• EXERCISE BRIEF: The output should be all lines of the entries below in which the word "CountAnimator" occurs.

• INFORMATION SUPPLIED:
━━━━━━━━━━━━━━━━━━━━

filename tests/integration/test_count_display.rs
use super::helpers::{
    ChannelNotifier, FaultyStore, Harness, RecordingToaster, RecordingView, ScriptedIdentity,
    identity, test_settings,
};
use async_trait::async_trait;
use portfolio_likes::{
    application::like::{
        count_animator::CountAnimator, dto::ActivationOutcome, use_case::LikeController,
    },
    domain::like::{
        errors::StoreError,
        record::{IdentityKey, LikeRecord},
        repository::{CreateOutcome, LikeStore},
    },
    presentation::view::{LikeButtonView, ViewSet},
};
use std::sync::{
    Arc,
    atomic::{AtomicUsize, Ordering},
};
use std::time::Duration;

/// First count read is slow and stale; every later one answers at once.
struct LaggingCountStore {
    reads: AtomicUsize,
}

#[async_trait]
impl LikeStore for LaggingCountStore {
    async fn exists(&self, _key: &IdentityKey) -> Result<bool, StoreError> {
        Ok(false)
    }

    async fn create_if_absent(&self, _record: &LikeRecord) -> Result<CreateOutcome, StoreError> {
        Ok(CreateOutcome::Created)
    }

    async fn count_all(&self) -> Result<u64, StoreError> {
        if self.reads.fetch_add(1, Ordering::SeqCst) == 0 {
            tokio::time::sleep(Duration::from_millis(200)).await;
            return Ok(5);
        }
        Ok(7)
    }
}

fn parse(counts: &[String]) -> Vec<u64> {
    counts
        .iter()
        .filter_map(|c| c.parse::<u64>().ok())
        .collect()
}

fn animator(view: &Arc<RecordingView>) -> CountAnimator {
    CountAnimator::new(
        ViewSet::new(vec![view.clone() as Arc<dyn LikeButtonView>]),
        Duration::from_millis(500),
        Duration::from_millis(16),
    )
}

#[tokio::test(start_paused = true)]
async fn count_eases_up_to_target() {
    let view = Arc::new(RecordingView::default());
    let counter = animator(&view);

    let task = counter.animate_to(40).expect("expected an animation");
    task.await.unwrap();

    let values = parse(&view.counts.lock().unwrap());
    assert!(values.len() > 2, "expected intermediate frames, got {:?}", values);
    assert!(values.windows(2).all(|w| w[0] <= w[1]));
    assert_eq!(values.last(), Some(&40));
    assert_eq!(counter.displayed(), 40);
}

#[tokio::test(start_paused = true)]
async fn latest_target_wins() {
    let view = Arc::new(RecordingView::default());
    let counter = animator(&view);

    let first = counter.animate_to(100).expect("expected an animation");
    tokio::time::sleep(Duration::from_millis(100)).await;
    let second = counter.animate_to(200).expect("expected an animation");
    first.await.unwrap();
    second.await.unwrap();

    let values = parse(&view.counts.lock().unwrap());
    assert!(values.windows(2).all(|w| w[0] <= w[1]));
    assert_eq!(values.last(), Some(&200));
    assert_eq!(counter.target(), 200);
}

#[tokio::test(start_paused = true)]
async fn lower_target_is_approached_without_undershoot() {
    let view = Arc::new(RecordingView::default());
    let counter = animator(&view);
    counter.set_immediate(30);

    counter.animate_to(25).expect("expected an animation").await.unwrap();

    let values = parse(&view.counts.lock().unwrap());
    assert!(values.iter().all(|v| *v >= 25));
    assert_eq!(values.last(), Some(&25));
}

#[tokio::test]
async fn large_counts_are_abbreviated() {
    let view = Arc::new(RecordingView::default());
    let counter = animator(&view);

    counter.set_immediate(1_200);

    assert_eq!(view.last_count().as_deref(), Some("1.2k"));
    assert!(counter.animate_to(1_200).is_none());
}

#[tokio::test(start_paused = true)]
async fn like_animates_every_button_to_new_count() {
    let settings = portfolio_likes::application::like::dto::LikeSettings {
        count_animation: Duration::from_millis(500),
        ..test_settings()
    };
    let h = Harness::build(
        ScriptedIdentity::signs_in(identity("a@example.com")),
        Arc::new(FaultyStore::seeded(9)),
        false,
        settings,
    );
    h.controller.initialize().await;
    tokio::time::sleep(Duration::from_secs(1)).await;

    assert_eq!(h.controller.on_activate().await, ActivationOutcome::Liked);
    tokio::time::sleep(Duration::from_secs(1)).await;

    for view in &h.views {
        let values = parse(&view.counts.lock().unwrap());
        assert!(values.windows(2).all(|w| w[0] <= w[1]));
        assert_eq!(values.last(), Some(&10));
    }
    assert_eq!(h.controller.snapshot().count_display, "10");
}

#[tokio::test(start_paused = true)]
async fn slow_count_read_does_not_overwrite_newer_refresh() {
    let view = Arc::new(RecordingView::default());
    let (notifier, _notifications) = ChannelNotifier::new(false);
    let controller = LikeController::new(
        Arc::new(ScriptedIdentity::signs_in(identity("a@example.com"))),
        Arc::new(LaggingCountStore {
            reads: AtomicUsize::new(0),
        }),
        Arc::new(notifier),
        ViewSet::new(vec![view.clone() as Arc<dyn LikeButtonView>]),
        Arc::new(RecordingToaster::default()),
        test_settings(),
    );

    let (stale, fresh) = tokio::join!(controller.refresh_count(), controller.refresh_count());

    assert_eq!(stale, None);
    assert_eq!(fresh, Some(7));
    assert_eq!(controller.snapshot().count, 7);
    assert_eq!(view.last_count().as_deref(), Some("7"));
}
use super::helpers::{FaultyStore, Harness, ScriptedIdentity, identity, record};
use portfolio_likes::{
    application::like::dto::ActivationOutcome,
    domain::like::{repository::LikeStore, state::UiState},
};
use std::sync::{Arc, atomic::Ordering};

#[tokio::test]
async fn returning_visitor_starts_liked_without_any_write() {
    let store = Arc::new(FaultyStore::seeded(3));
    store
        .inner
        .create_if_absent(&record("a@example.com"))
        .await
        .unwrap();
    let h = Harness::new(
        ScriptedIdentity::signs_in(identity("a@example.com")).with_session(identity("a@example.com")),
        store.clone(),
    );

    h.controller.initialize().await;

    assert_eq!(h.controller.ui_state(), UiState::Liked);
    h.assert_buttons_show(UiState::Liked);
    assert_eq!(h.controller.snapshot().count, 4);
    assert_eq!(h.identity.calls(), 0);
    assert_eq!(store.creates(), 0);

    assert_eq!(h.controller.on_activate().await, ActivationOutcome::AlreadyLiked);
    assert_eq!(store.creates(), 0);
}

#[tokio::test]
async fn signed_in_visitor_without_record_starts_not_liked() {
    let store = Arc::new(FaultyStore::seeded(3));
    let h = Harness::ready(
        ScriptedIdentity::signs_in(identity("b@example.com")).with_session(identity("b@example.com")),
        store.clone(),
    )
    .await;

    assert_eq!(h.controller.ui_state(), UiState::NotLiked);
    assert_eq!(store.exists_checks(), 1);
}

#[tokio::test]
async fn buttons_pass_through_loading_with_placeholder() {
    let store = Arc::new(FaultyStore::seeded(7));
    let h = Harness::ready(
        ScriptedIdentity::signs_in(identity("a@example.com")),
        store,
    )
    .await;

    for view in &h.views {
        let states = view.states.lock().unwrap().clone();
        assert_eq!(states, vec![UiState::Loading, UiState::NotLiked]);
        let counts = view.counts.lock().unwrap().clone();
        assert_eq!(counts, vec!["...".to_string(), "7".to_string()]);
    }
}

#[tokio::test]
async fn unreachable_count_shows_zero_and_stays_interactive() {
    let store = Arc::new(FaultyStore::seeded(3));
    store.fail_count.store(true, Ordering::SeqCst);
    let h = Harness::ready(
        ScriptedIdentity::signs_in(identity("a@example.com")),
        store.clone(),
    )
    .await;

    assert_eq!(h.controller.ui_state(), UiState::NotLiked);
    assert_eq!(h.views[2].last_count().as_deref(), Some("0"));
    assert_eq!(h.controller.snapshot().count, 0);

    store.fail_count.store(false, Ordering::SeqCst);
    assert_eq!(h.controller.on_activate().await, ActivationOutcome::Liked);
    assert_eq!(h.views[2].last_count().as_deref(), Some("4"));
}

#[tokio::test]
async fn failed_session_check_degrades_to_not_liked() {
    let store = Arc::new(FaultyStore::seeded(1));
    store.fail_exists.store(true, Ordering::SeqCst);
    let h = Harness::ready(
        ScriptedIdentity::signs_in(identity("a@example.com")).with_session(identity("a@example.com")),
        store,
    )
    .await;

    assert_eq!(h.controller.ui_state(), UiState::NotLiked);
    assert_eq!(h.controller.snapshot().count, 1);
}

#[tokio::test]
async fn second_initialize_is_refused() {
    let store = Arc::new(FaultyStore::seeded(1));
    let h = Harness::ready(
        ScriptedIdentity::signs_in(identity("a@example.com")),
        store.clone(),
    )
    .await;
    assert_eq!(h.controller.on_activate().await, ActivationOutcome::Liked);

    h.controller.initialize().await;

    assert_eq!(h.controller.ui_state(), UiState::Liked);
    h.assert_buttons_show(UiState::Liked);
}

#[tokio::test]
async fn page_without_buttons_is_left_alone() {
    use portfolio_likes::application::like::use_case::LikeController;
    use portfolio_likes::presentation::view::ViewSet;

    let store = Arc::new(FaultyStore::seeded(1));
    let (notifier, _rx) = super::helpers::ChannelNotifier::new(false);
    let controller = LikeController::new(
        Arc::new(ScriptedIdentity::signs_in(identity("a@example.com"))),
        store.clone(),
        Arc::new(notifier),
        ViewSet::default(),
        Arc::new(super::helpers::RecordingToaster::default()),
        super::helpers::test_settings(),
    );

    controller.initialize().await;

    assert_eq!(controller.ui_state(), UiState::Unknown);
    assert_eq!(store.exists_checks(), 0);
    assert_eq!(controller.on_activate().await, ActivationOutcome::Ignored);
}

#[tokio::test(start_paused = true)]
async fn unresponsive_store_settles_to_not_liked_with_zero() {
    let store = Arc::new(FaultyStore::seeded(3));
    store.hang_count.store(true, Ordering::SeqCst);
    store.hang_exists.store(true, Ordering::SeqCst);
    let h = Harness::ready(
        ScriptedIdentity::signs_in(identity("a@example.com")).with_session(identity("a@example.com")),
        store.clone(),
    )
    .await;

    assert_eq!(h.controller.ui_state(), UiState::NotLiked);
    h.assert_buttons_show(UiState::NotLiked);
    for view in &h.views {
        assert_eq!(view.last_count().as_deref(), Some("0"));
    }
    assert_eq!(store.exists_checks(), 1);
}
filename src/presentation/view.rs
use crate::application::like::dto::{ContactPrefill, Effect, Toast};
use crate::domain::like::state::UiState;
use std::sync::Arc;

/// One placement of the like button on the page (header, footer, sidebar).
pub trait LikeButtonView: Send + Sync {
    fn render_state(&self, state: UiState);
    fn render_count(&self, text: &str);
    fn play(&self, effect: Effect);
}

pub trait Toaster: Send + Sync {
    fn show(&self, toast: Toast);
}

/// The site's contact form. Only receives data; nothing is read back.
pub trait ContactForm: Send + Sync {
    fn prefill(&self, prefill: &ContactPrefill);
}

/// Every bound like button, driven as one logical control.
#[derive(Clone, Default)]
pub struct ViewSet {
    buttons: Vec<Arc<dyn LikeButtonView>>,
}

impl ViewSet {
    pub fn new(buttons: Vec<Arc<dyn LikeButtonView>>) -> Self {
        Self { buttons }
    }

    pub fn is_empty(&self) -> bool {
        self.buttons.is_empty()
    }

    pub fn len(&self) -> usize {
        self.buttons.len()
    }

    pub fn render_state(&self, state: UiState) {
        for button in &self.buttons {
            button.render_state(state);
        }
    }

    pub fn render_count(&self, text: &str) {
        for button in &self.buttons {
            button.render_count(text);
        }
    }

    pub fn play(&self, effect: Effect) {
        for button in &self.buttons {
            button.play(effect);
        }
    }
}
pub mod console;
pub mod view;
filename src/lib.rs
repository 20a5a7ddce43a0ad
pub mod application;
pub mod config;
pub mod domain;
pub mod infrastructure;
pub mod presentation;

━━━━━━━━━━━━━━━━━━━━

• EXERCISE RESULT:
        count_animator::CountAnimator, dto::ActivationOutcome, use_case::LikeController,
fn animator(view: &Arc<RecordingView>) -> CountAnimator {
    CountAnimator::new(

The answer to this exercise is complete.